Jeremy David Hanson started typing, enraged that Merriam-Webster had changed its definition of the word “girl,” according to the FBI.

Specifically, the online dictionary added a new meaning: “a person whose gender identity is female.”

“The moron who created this fake definition should be hunted down and shot,” Hanson allegedly wrote on Oct. 8 in the word’s online comment section. “I am sick and tired of these cultural Marxists denying science and destroying the English Language. Merriam-Webster headquarters should be shot up and bombed. Boys aren’t girls.”

The Massachusetts-based publisher closed its offices in Springfield, Mass., and New York City for a week as a result.

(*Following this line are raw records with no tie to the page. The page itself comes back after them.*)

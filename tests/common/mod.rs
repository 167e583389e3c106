//! Shared test doubles for integration tests.
#![allow(dead_code)] // each test binary uses a subset of these helpers

use std::collections::HashMap;
use std::sync::Mutex;
use std::sync::atomic::{AtomicUsize, Ordering};
use std::sync::Arc;
use std::time::Duration;

use async_trait::async_trait;
use docrag::mock::{FailingLm, MockLm};
use docrag::{EmbeddingProvider, LanguageModel, ProviderFactory, Result, TenantConfig};

/// An embedding provider with a fixed text → vector table, so tests can
/// dictate exact similarity scores. Unknown texts fall back to a
/// deterministic hash-based vector.
pub struct TableEmbedding {
    dimensions: usize,
    table: HashMap<String, Vec<f32>>,
    delay: Option<Duration>,
    fallback: docrag::mock::MockEmbedding,
}

impl TableEmbedding {
    pub fn new(dimensions: usize, table: HashMap<String, Vec<f32>>, delay: Option<Duration>) -> Self {
        Self { dimensions, table, delay, fallback: docrag::mock::MockEmbedding::new(dimensions) }
    }
}

#[async_trait]
impl EmbeddingProvider for TableEmbedding {
    async fn embed(&self, text: &str) -> Result<Vec<f32>> {
        if let Some(delay) = self.delay {
            tokio::time::sleep(delay).await;
        }
        match self.table.get(text) {
            Some(vector) => Ok(vector.clone()),
            None => self.fallback.embed(text).await,
        }
    }

    fn dimensions(&self) -> usize {
        self.dimensions
    }
}

/// A provider factory over test doubles. Counts constructions and keeps
/// the most recently built [`MockLm`] so tests can inspect prompts.
pub struct TestFactory {
    dimensions: usize,
    table: HashMap<String, Vec<f32>>,
    embed_delay: Option<Duration>,
    reply: String,
    fail_generation: bool,
    builds: AtomicUsize,
    last_lm: Mutex<Option<Arc<MockLm>>>,
}

impl TestFactory {
    pub fn new(dimensions: usize) -> Self {
        Self {
            dimensions,
            table: HashMap::new(),
            embed_delay: None,
            reply: "canned answer".to_string(),
            fail_generation: false,
            builds: AtomicUsize::new(0),
            last_lm: Mutex::new(None),
        }
    }

    /// Pin the embedding vector for an exact text.
    pub fn with_vector(mut self, text: &str, vector: Vec<f32>) -> Self {
        self.table.insert(text.to_string(), vector);
        self
    }

    /// Slow down every embedding call (used to widen construction races).
    pub fn with_embed_delay(mut self, delay: Duration) -> Self {
        self.embed_delay = Some(delay);
        self
    }

    /// Make every generation call fail.
    pub fn with_failing_generation(mut self) -> Self {
        self.fail_generation = true;
        self
    }

    /// How many tenant constructions resolved providers so far.
    pub fn build_count(&self) -> usize {
        self.builds.load(Ordering::SeqCst)
    }

    /// The language model handed to the most recently built tenant.
    pub fn last_lm(&self) -> Arc<MockLm> {
        self.last_lm.lock().unwrap().clone().expect("no tenant built yet")
    }
}

impl ProviderFactory for TestFactory {
    fn embedder(&self, _config: &TenantConfig) -> Result<Arc<dyn EmbeddingProvider>> {
        self.builds.fetch_add(1, Ordering::SeqCst);
        Ok(Arc::new(TableEmbedding::new(self.dimensions, self.table.clone(), self.embed_delay)))
    }

    fn language_model(&self, _config: &TenantConfig) -> Result<Arc<dyn LanguageModel>> {
        if self.fail_generation {
            return Ok(Arc::new(FailingLm));
        }
        let lm = Arc::new(MockLm::new(self.reply.clone()));
        *self.last_lm.lock().unwrap() = Some(lm.clone());
        Ok(lm)
    }
}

Hanson, 34, of California’s Orange County, was arrested last week and charged with threatening to injure someone using interstate communication. Authorities have accused him of sending “despicable” anti-LGBTQ threats for years to organizations across the country, including Disney, Land O’Lakes, Hasbro and DC Comics, all to “evoke fear and division,” according to a statement from the U.S. attorney’s office in Massachusetts.

He faces up to five years in federal prison if convicted.

Federal court records don’t list an attorney for Hanson, and he did not immediately respond to a request for comment from The Washington Post early Monday. When a reporter called a phone number listed for his mother, whom he lives with, the woman who answered hung up. A follow-up call went to voice mail.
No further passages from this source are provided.